### Brief
Type out the entries again, matching each one exactly.

### Supplied entries
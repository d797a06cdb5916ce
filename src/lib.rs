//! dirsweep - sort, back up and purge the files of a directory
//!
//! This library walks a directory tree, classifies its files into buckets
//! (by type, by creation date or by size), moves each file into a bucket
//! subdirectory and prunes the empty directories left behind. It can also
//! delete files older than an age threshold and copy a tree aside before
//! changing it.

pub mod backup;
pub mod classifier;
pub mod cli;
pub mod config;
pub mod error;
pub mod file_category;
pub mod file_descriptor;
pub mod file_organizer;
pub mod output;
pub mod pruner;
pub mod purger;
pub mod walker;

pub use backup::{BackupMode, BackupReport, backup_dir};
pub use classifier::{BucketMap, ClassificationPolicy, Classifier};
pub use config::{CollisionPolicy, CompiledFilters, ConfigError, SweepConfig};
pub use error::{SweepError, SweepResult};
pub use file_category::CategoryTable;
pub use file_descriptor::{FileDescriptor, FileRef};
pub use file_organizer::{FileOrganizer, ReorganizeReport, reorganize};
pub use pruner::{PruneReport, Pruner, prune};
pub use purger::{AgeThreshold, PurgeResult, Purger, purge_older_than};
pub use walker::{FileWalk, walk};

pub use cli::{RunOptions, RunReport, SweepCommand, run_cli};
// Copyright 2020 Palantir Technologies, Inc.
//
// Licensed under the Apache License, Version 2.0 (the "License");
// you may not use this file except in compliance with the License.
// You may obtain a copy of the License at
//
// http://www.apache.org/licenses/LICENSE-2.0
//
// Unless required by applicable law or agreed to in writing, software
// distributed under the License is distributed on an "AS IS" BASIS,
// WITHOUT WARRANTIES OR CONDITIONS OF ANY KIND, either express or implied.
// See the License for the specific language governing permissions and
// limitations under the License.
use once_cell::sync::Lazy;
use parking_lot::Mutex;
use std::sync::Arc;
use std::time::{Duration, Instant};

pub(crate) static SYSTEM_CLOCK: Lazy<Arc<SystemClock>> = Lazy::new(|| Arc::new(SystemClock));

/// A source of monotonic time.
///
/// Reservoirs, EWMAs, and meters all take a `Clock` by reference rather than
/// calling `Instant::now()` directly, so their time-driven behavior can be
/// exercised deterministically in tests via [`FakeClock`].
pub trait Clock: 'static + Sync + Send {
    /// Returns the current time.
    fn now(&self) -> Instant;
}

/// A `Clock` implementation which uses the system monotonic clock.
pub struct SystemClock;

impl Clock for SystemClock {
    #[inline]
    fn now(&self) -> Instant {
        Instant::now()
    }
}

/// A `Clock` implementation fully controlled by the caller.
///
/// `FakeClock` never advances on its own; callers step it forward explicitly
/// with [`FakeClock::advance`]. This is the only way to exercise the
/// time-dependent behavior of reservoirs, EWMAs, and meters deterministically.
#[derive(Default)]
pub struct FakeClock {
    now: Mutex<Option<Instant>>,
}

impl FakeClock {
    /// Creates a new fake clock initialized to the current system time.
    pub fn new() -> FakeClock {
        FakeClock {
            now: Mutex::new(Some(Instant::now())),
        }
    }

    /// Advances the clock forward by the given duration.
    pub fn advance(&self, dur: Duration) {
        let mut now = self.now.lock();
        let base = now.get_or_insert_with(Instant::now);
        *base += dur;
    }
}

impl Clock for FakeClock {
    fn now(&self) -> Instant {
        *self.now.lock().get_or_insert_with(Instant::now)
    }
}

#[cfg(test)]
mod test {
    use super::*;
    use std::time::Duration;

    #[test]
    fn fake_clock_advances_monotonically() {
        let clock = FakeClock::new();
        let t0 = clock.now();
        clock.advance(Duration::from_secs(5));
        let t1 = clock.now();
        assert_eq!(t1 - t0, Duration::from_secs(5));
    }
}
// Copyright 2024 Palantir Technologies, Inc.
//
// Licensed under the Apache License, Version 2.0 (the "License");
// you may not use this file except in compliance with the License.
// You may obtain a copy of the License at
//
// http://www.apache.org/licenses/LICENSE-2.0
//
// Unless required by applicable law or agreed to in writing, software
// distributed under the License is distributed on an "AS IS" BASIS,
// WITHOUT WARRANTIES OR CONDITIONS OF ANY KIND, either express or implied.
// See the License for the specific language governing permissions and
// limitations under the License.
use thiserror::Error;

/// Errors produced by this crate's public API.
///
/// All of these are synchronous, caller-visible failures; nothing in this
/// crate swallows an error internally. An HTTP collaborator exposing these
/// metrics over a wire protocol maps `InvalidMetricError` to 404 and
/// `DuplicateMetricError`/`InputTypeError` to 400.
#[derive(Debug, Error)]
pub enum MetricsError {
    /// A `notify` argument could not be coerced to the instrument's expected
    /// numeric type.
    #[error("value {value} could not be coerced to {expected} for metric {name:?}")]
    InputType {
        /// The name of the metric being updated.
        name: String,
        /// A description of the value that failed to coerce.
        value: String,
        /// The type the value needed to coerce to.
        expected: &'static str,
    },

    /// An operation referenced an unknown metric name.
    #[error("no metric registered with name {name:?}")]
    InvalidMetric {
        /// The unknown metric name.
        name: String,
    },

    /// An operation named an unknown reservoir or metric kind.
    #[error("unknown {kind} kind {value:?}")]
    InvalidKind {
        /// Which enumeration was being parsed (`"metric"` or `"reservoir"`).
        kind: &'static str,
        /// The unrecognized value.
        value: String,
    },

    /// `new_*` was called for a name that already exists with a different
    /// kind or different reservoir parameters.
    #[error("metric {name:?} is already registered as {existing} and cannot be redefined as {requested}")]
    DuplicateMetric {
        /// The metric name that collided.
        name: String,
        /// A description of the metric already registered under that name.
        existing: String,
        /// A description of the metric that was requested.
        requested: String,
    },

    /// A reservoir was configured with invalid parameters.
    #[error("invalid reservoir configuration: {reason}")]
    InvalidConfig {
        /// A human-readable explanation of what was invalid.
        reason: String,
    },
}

### Response to the exercise
repository d797a06cdb5916ce
filename src/lib.rs
//! dirsweep - sort, back up and purge the files of a directory
//!
//! This library walks a directory tree, classifies its files into buckets
//! (by type, by creation date or by size), moves each file into a bucket
//! subdirectory and prunes the empty directories left behind. It can also
//! delete files older than an age threshold and copy a tree aside before
//! changing it.

pub mod backup;
pub mod classifier;
pub mod cli;
pub mod config;
pub mod error;
pub mod file_category;
pub mod file_descriptor;
pub mod file_organizer;
pub mod output;
pub mod pruner;
pub mod purger;
pub mod walker;

pub use backup::{BackupMode, BackupReport, backup_dir};
pub use classifier::{BucketMap, ClassificationPolicy, Classifier};
pub use config::{CollisionPolicy, CompiledFilters, ConfigError, SweepConfig};
pub use error::{SweepError, SweepResult};
pub use file_category::CategoryTable;
pub use file_descriptor::{FileDescriptor, FileRef};
pub use file_organizer::{FileOrganizer, ReorganizeReport, reorganize};
pub use pruner::{PruneReport, Pruner, prune};
pub use purger::{AgeThreshold, PurgeResult, Purger, purge_older_than};
pub use walker::{FileWalk, walk};

pub use cli::{RunOptions, RunReport, SweepCommand, run_cli};
// Copyright 2020 Palantir Technologies, Inc.
//
// Licensed under the Apache License, Version 2.0 (the "License");
// you may not use this file except in compliance with the License.
// You may obtain a copy of the License at
//
// http://www.apache.org/licenses/LICENSE-2.0
//
// Unless required by applicable law or agreed to in writing, software
// distributed under the License is distributed on an "AS IS" BASIS,
// WITHOUT WARRANTIES OR CONDITIONS OF ANY KIND, either express or implied.
// See the License for the specific language governing permissions and
// limitations under the License.
use once_cell::sync::Lazy;
use parking_lot::Mutex;
use std::sync::Arc;
use std::time::{Duration, Instant};

pub(crate) static SYSTEM_CLOCK: Lazy<Arc<SystemClock>> = Lazy::new(|| Arc::new(SystemClock));

/// A source of monotonic time.
///
/// Reservoirs, EWMAs, and meters all take a `Clock` by reference rather than
/// calling `Instant::now()` directly, so their time-driven behavior can be
/// exercised deterministically in tests via [`FakeClock`].
pub trait Clock: 'static + Sync + Send {
    /// Returns the current time.
    fn now(&self) -> Instant;
}

/// A `Clock` implementation which uses the system monotonic clock.
pub struct SystemClock;

impl Clock for SystemClock {
    #[inline]
    fn now(&self) -> Instant {
        Instant::now()
    }
}

/// A `Clock` implementation fully controlled by the caller.
///
/// `FakeClock` never advances on its own; callers step it forward explicitly
/// with [`FakeClock::advance`]. This is the only way to exercise the
/// time-dependent behavior of reservoirs, EWMAs, and meters deterministically.
#[derive(Default)]
pub struct FakeClock {
    now: Mutex<Option<Instant>>,
}

impl FakeClock {
    /// Creates a new fake clock initialized to the current system time.
    pub fn new() -> FakeClock {
        FakeClock {
            now: Mutex::new(Some(Instant::now())),
        }
    }

    /// Advances the clock forward by the given duration.
    pub fn advance(&self, dur: Duration) {
        let mut now = self.now.lock();
        let base = now.get_or_insert_with(Instant::now);
        *base += dur;
    }
}

impl Clock for FakeClock {
    fn now(&self) -> Instant {
        *self.now.lock().get_or_insert_with(Instant::now)
    }
}

#[cfg(test)]
mod test {
    use super::*;
    use std::time::Duration;

    #[test]
    fn fake_clock_advances_monotonically() {
        let clock = FakeClock::new();
        let t0 = clock.now();
        clock.advance(Duration::from_secs(5));
        let t1 = clock.now();
        assert_eq!(t1 - t0, Duration::from_secs(5));
    }
}
// Copyright 2024 Palantir Technologies, Inc.
//
// Licensed under the Apache License, Version 2.0 (the "License");
// you may not use this file except in compliance with the License.
// You may obtain a copy of the License at
//
// http://www.apache.org/licenses/LICENSE-2.0
//
// Unless required by applicable law or agreed to in writing, software
// distributed under the License is distributed on an "AS IS" BASIS,
// WITHOUT WARRANTIES OR CONDITIONS OF ANY KIND, either express or implied.
// See the License for the specific language governing permissions and
// limitations under the License.
use thiserror::Error;

/// Errors produced by this crate's public API.
///
/// All of these are synchronous, caller-visible failures; nothing in this
/// crate swallows an error internally. An HTTP collaborator exposing these
/// metrics over a wire protocol maps `InvalidMetricError` to 404 and
/// `DuplicateMetricError`/`InputTypeError` to 400.
#[derive(Debug, Error)]
pub enum MetricsError {
    /// A `notify` argument could not be coerced to the instrument's expected
    /// numeric type.
    #[error("value {value} could not be coerced to {expected} for metric {name:?}")]
    InputType {
        /// The name of the metric being updated.
        name: String,
        /// A description of the value that failed to coerce.
        value: String,
        /// The type the value needed to coerce to.
        expected: &'static str,
    },

    /// An operation referenced an unknown metric name.
    #[error("no metric registered with name {name:?}")]
    InvalidMetric {
        /// The unknown metric name.
        name: String,
    },

    /// An operation named an unknown reservoir or metric kind.
    #[error("unknown {kind} kind {value:?}")]
    InvalidKind {
        /// Which enumeration was being parsed (`"metric"` or `"reservoir"`).
        kind: &'static str,
        /// The unrecognized value.
        value: String,
    },

    /// `new_*` was called for a name that already exists with a different
    /// kind or different reservoir parameters.
    #[error("metric {name:?} is already registered as {existing} and cannot be redefined as {requested}")]
    DuplicateMetric {
        /// The metric name that collided.
        name: String,
        /// A description of the metric already registered under that name.
        existing: String,
        /// A description of the metric that was requested.
        requested: String,
    },

    /// A reservoir was configured with invalid parameters.
    #[error("invalid reservoir configuration: {reason}")]
    InvalidConfig {
        /// A human-readable explanation of what was invalid.
        reason: String,
    },
}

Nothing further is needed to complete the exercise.